→ Directions:
Please show every line from the entries that carries the word "returning".

→ Raw data:
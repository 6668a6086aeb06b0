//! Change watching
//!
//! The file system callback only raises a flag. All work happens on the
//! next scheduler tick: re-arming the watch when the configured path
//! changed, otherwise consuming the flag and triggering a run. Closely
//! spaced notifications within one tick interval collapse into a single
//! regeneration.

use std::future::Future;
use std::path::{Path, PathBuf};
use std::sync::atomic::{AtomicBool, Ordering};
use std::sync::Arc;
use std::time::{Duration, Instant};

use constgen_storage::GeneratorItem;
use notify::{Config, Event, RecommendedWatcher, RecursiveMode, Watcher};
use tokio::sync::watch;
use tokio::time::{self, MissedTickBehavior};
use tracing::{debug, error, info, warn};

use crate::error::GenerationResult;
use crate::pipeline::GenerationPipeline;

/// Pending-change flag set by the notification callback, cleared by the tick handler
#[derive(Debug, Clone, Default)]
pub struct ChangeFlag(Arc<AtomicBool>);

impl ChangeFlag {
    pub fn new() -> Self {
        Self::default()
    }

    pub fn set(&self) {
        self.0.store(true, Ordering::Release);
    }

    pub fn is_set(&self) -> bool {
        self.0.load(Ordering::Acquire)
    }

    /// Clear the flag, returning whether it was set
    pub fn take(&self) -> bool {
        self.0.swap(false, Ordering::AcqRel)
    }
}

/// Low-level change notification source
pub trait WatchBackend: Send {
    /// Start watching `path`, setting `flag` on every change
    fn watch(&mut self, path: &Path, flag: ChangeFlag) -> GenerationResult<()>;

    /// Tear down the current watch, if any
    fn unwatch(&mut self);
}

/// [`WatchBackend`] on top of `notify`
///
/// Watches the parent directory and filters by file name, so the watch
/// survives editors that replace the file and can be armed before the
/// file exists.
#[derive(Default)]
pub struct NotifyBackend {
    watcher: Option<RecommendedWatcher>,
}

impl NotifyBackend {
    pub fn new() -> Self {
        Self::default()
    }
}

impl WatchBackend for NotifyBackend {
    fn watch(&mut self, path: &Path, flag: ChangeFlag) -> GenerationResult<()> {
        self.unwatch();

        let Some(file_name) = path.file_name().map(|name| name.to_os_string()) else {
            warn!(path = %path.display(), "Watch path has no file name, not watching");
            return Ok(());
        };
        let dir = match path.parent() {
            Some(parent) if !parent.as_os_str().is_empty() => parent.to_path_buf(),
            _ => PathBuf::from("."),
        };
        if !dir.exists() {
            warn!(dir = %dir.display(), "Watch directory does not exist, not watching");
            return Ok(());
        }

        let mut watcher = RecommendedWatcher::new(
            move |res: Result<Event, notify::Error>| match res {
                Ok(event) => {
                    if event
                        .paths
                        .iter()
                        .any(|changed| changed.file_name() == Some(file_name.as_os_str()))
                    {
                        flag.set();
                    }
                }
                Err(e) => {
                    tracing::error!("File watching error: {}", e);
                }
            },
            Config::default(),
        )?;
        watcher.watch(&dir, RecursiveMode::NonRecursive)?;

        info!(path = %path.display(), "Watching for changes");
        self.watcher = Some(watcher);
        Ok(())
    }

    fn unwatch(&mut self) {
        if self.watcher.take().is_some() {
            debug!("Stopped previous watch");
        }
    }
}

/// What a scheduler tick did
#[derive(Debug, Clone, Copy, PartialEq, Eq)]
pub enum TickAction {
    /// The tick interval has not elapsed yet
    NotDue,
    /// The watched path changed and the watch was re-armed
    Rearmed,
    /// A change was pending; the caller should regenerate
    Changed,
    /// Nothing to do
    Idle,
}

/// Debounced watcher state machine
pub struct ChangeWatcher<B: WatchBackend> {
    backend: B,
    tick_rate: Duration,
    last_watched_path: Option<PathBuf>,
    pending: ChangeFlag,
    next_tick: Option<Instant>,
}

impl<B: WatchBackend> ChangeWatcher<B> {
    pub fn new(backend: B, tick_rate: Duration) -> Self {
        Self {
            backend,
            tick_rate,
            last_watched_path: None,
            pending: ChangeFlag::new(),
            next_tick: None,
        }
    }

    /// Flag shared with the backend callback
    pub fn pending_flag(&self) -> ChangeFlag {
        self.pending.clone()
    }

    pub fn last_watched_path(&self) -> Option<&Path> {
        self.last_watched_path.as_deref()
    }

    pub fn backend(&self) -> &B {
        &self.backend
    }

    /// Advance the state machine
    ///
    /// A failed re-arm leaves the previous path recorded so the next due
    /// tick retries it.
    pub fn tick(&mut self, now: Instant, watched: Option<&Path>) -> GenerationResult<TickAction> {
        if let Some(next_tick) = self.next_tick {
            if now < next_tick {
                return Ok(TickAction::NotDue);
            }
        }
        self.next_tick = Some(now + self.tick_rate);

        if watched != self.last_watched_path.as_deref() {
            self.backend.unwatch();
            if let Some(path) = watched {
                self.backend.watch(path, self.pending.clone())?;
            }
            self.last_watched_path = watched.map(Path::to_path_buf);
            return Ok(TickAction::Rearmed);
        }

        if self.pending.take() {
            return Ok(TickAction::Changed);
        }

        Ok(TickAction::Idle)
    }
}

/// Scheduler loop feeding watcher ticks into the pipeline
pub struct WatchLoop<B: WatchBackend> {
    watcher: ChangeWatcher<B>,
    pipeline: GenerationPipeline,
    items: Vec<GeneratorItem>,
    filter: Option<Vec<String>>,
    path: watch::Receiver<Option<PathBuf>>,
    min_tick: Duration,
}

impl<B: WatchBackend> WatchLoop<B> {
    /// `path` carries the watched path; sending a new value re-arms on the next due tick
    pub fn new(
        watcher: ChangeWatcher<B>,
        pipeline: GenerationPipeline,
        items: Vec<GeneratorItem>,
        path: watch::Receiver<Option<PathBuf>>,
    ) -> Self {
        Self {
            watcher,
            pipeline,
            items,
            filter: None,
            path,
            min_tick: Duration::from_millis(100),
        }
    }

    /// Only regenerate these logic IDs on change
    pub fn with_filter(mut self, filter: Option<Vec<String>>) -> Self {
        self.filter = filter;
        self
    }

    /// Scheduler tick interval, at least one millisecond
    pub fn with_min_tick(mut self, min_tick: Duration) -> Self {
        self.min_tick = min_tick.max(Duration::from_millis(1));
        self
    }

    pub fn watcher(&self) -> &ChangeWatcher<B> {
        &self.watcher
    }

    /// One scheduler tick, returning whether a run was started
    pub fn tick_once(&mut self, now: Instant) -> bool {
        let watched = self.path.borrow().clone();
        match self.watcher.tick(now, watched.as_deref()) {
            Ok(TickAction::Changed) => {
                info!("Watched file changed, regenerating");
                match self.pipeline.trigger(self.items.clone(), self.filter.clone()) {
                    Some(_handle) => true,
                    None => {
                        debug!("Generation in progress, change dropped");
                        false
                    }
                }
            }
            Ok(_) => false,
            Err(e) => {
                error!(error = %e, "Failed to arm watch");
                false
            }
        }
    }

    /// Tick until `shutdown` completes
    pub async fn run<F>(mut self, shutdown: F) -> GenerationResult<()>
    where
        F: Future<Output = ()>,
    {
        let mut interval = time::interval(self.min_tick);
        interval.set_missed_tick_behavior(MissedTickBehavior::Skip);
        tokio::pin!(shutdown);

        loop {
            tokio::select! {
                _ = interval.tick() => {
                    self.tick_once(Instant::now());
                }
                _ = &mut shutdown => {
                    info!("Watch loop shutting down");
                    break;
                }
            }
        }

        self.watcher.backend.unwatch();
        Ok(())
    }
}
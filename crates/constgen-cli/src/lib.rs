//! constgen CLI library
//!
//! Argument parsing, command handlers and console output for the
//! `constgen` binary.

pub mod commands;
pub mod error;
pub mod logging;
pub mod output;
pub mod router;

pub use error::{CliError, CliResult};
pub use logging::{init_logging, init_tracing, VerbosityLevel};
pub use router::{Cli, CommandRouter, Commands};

→ Answer to this problem:
    /// Clear the flag, returning whether it was set
    /// One scheduler tick, returning whether a run was started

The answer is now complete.